American musical project

The Tosca Tango Orchestra is a joint effort between various Austin, Texas-based musicians founded by Glover Gill, in collaboration with The Tosca String Quartet, Luis Guerra, and Jeanine Attaway in 1997. The group performs original compositions in the nuevo tango style and has released six albums. Among these is the soundtrack to Richard Linklater's film Waking Life, which led to the group's international following.

==Waking Life OST==
The soundtrack was performed and written by Glover Gill and the Tosca Tango Orchestra, except for two pieces written by Frédéric Chopin and second by Julián Plaza, and was relatively successful. Featuring the nuevo tango style, it bills itself "the 21st Century Tango". The group also appeared onscreen, in animated form, in two scenes in the film.

==Awards and appearances==
A trip to Buenos Aires in 2000 brought them critical acclaim when they were featured artists at the 5th World Tango Summit and in 2003, the Tosca Tango Orchestra performed and recorded the Ballet Austin premiere of choreographer Stephen Mills’ Touch.

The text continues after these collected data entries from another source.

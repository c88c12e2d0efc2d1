#![deny(missing_docs)]

//! Core library for the document analysis service.

/// Sentence segmentation, summaries and key points.
pub mod analysis;
/// HTTP routing and REST handlers.
pub mod api;
/// HTTP client used by front-ends to reach the service.
pub mod client;
/// Environment-driven configuration management.
pub mod config;
/// Structured logging and tracing setup.
pub mod logging;
//! Analysis service coordinating the engine for request handlers.

use crate::analysis::{
    engine::{AnalysisEngine, DEFAULT_KEY_POINTS},
    types::{AnalysisError, AnalysisRequest, AnalysisResult},
};
use async_trait::async_trait;
use std::any::Any;
use std::sync::Arc;
use tokio::task::JoinError;

/// Abstraction over the analysis pipeline used by the HTTP surface.
#[async_trait]
pub trait AnalysisApi: Send + Sync {
    /// Summarize a validated request and select its key points.
    async fn analyze(&self, request: AnalysisRequest) -> Result<AnalysisResult, AnalysisError>;
}

/// Runs engine work for validated requests.
///
/// The engine is immutable after startup; the service only holds a shared handle to it, so a
/// single instance serves concurrent requests without locking. Construct it once near process
/// start and share it through an `Arc`.
pub struct AnalysisService {
    engine: Arc<AnalysisEngine>,
}

impl AnalysisService {
    /// Wrap a shared engine.
    pub fn new(engine: Arc<AnalysisEngine>) -> Self {
        Self { engine }
    }

    /// Analyze a request on the current thread.
    pub fn analyze_blocking(&self, request: AnalysisRequest) -> AnalysisResult {
        analyze_with(&self.engine, request)
    }
}

#[async_trait]
impl AnalysisApi for AnalysisService {
    async fn analyze(&self, request: AnalysisRequest) -> Result<AnalysisResult, AnalysisError> {
        let engine = Arc::clone(&self.engine);
        run_blocking(move || analyze_with(&engine, request)).await
    }
}

/// Run CPU-bound work off the async runtime; a panic becomes `AnalysisError::Internal`.
async fn run_blocking<T, F>(work: F) -> Result<T, AnalysisError>
where
    F: FnOnce() -> T + Send + 'static,
    T: Send + 'static,
{
    tokio::task::spawn_blocking(work)
        .await
        .map_err(|error| AnalysisError::Internal(join_error_message(error)))
}

fn analyze_with(engine: &AnalysisEngine, request: AnalysisRequest) -> AnalysisResult {
    let summary = engine.summarize(&request.content);
    let key_points = engine.extract_key_points(&request.content, DEFAULT_KEY_POINTS);
    tracing::debug!(
        chars = request.content.chars().count(),
        summary_fallback = summary.is_fallback(),
        key_points_fallback = key_points.is_fallback(),
        "Document analyzed"
    );

    AnalysisResult {
        section: request.section_or_default().to_string(),
        title: request.title_or_default().to_string(),
        summary: summary.into_inner(),
        key_points: key_points.into_inner(),
    }
}

fn join_error_message(error: JoinError) -> String {
    if error.is_panic() {
        panic_message(error.into_panic())
    } else {
        error.to_string()
    }
}

fn panic_message(payload: Box<dyn Any + Send>) -> String {
    match payload.downcast::<String>() {
        Ok(message) => *message,
        Err(payload) => payload
            .downcast_ref::<&str>()
            .map(|message| (*message).to_string())
            .unwrap_or_else(|| "analysis task panicked".to_string()),
    }
}

#[cfg(test)]
mod tests {
    use super::*;
    use crate::analysis::engine::{KEY_POINT_PLACEHOLDER, NO_SUMMARY};
    use crate::analysis::segmentation::SentenceSegmenter;

    fn service() -> AnalysisService {
        AnalysisService::new(Arc::new(AnalysisEngine::new(SentenceSegmenter::new(10_000))))
    }

    #[tokio::test]
    async fn analyze_applies_label_defaults() {
        let result = service()
            .analyze(AnalysisRequest::new(""))
            .await
            .expect("analysis");
        assert_eq!(result.section, "N/A");
        assert_eq!(result.title, "Sin título");
        assert_eq!(result.summary, NO_SUMMARY);
        assert_eq!(result.key_points, vec![KEY_POINT_PLACEHOLDER; 4]);
    }

    #[tokio::test]
    async fn analyze_echoes_supplied_labels() {
        let request = AnalysisRequest {
            content: "Un documento con una única frase larga.".into(),
            section: Some("Anexo II".into()),
            title: Some("Memoria".into()),
        };
        let result = service().analyze(request).await.expect("analysis");
        assert_eq!(result.section, "Anexo II");
        assert_eq!(result.title, "Memoria");
        assert_eq!(result.summary, "Un documento con una única frase larga.");
        assert_eq!(result.key_points.len(), 4);
        assert_eq!(result.key_points[0], "Un documento con una única frase larga.");
    }

    #[test]
    fn blocking_and_async_paths_agree() {
        let service = service();
        let request = AnalysisRequest::new("Primera frase bastante extensa. Segunda también.");
        let runtime = tokio::runtime::Builder::new_current_thread()
            .build()
            .expect("runtime");
        let from_task = runtime
            .block_on(service.analyze(request.clone()))
            .expect("analysis");
        assert_eq!(service.analyze_blocking(request), from_task);
    }

    #[test]
    fn panic_payloads_become_messages() {
        assert_eq!(panic_message(Box::new("boom")), "boom");
        assert_eq!(panic_message(Box::new(String::from("kaput"))), "kaput");
        assert_eq!(panic_message(Box::new(7_u8)), "analysis task panicked");
    }

    #[tokio::test]
    async fn panicking_work_becomes_internal_error() {
        let error = run_blocking(|| -> AnalysisResult { panic!("segmenter exploded") })
            .await
            .expect_err("panic surfaces as an error");
        assert!(
            matches!(&error, AnalysisError::Internal(message) if message == "segmenter exploded"),
            "unexpected error: {error:?}"
        );

        let limit = 3;
        let error = run_blocking(move || -> AnalysisResult {
            panic!("sentence {limit} out of range")
        })
        .await
        .expect_err("formatted panic surfaces as an error");
        assert!(
            matches!(&error, AnalysisError::Internal(message) if message == "sentence 3 out of range"),
            "unexpected error: {error:?}"
        );
    }
}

In September 2012, the group reunited for live performances in Austin, Texas to commemorate the 15th anniversary of their founding. Appearances included a VIP concert at the Church House Studio, a live performance on KUT radio's Eklektikos show, and a large public concert at the Scottish Rite Theater.

==Discography==
The Tosca Tango Orchestra has released six albums as of September 2012.

===Studio albums===
- La Furia Del Tango (1998)
- Tia Pamelita (1998)
- Amado (1999)
- La Ciudad del Tango (2000)
- Waking Life OST (2001)
- Touch (2003)
- UNO Tango Suite (2008)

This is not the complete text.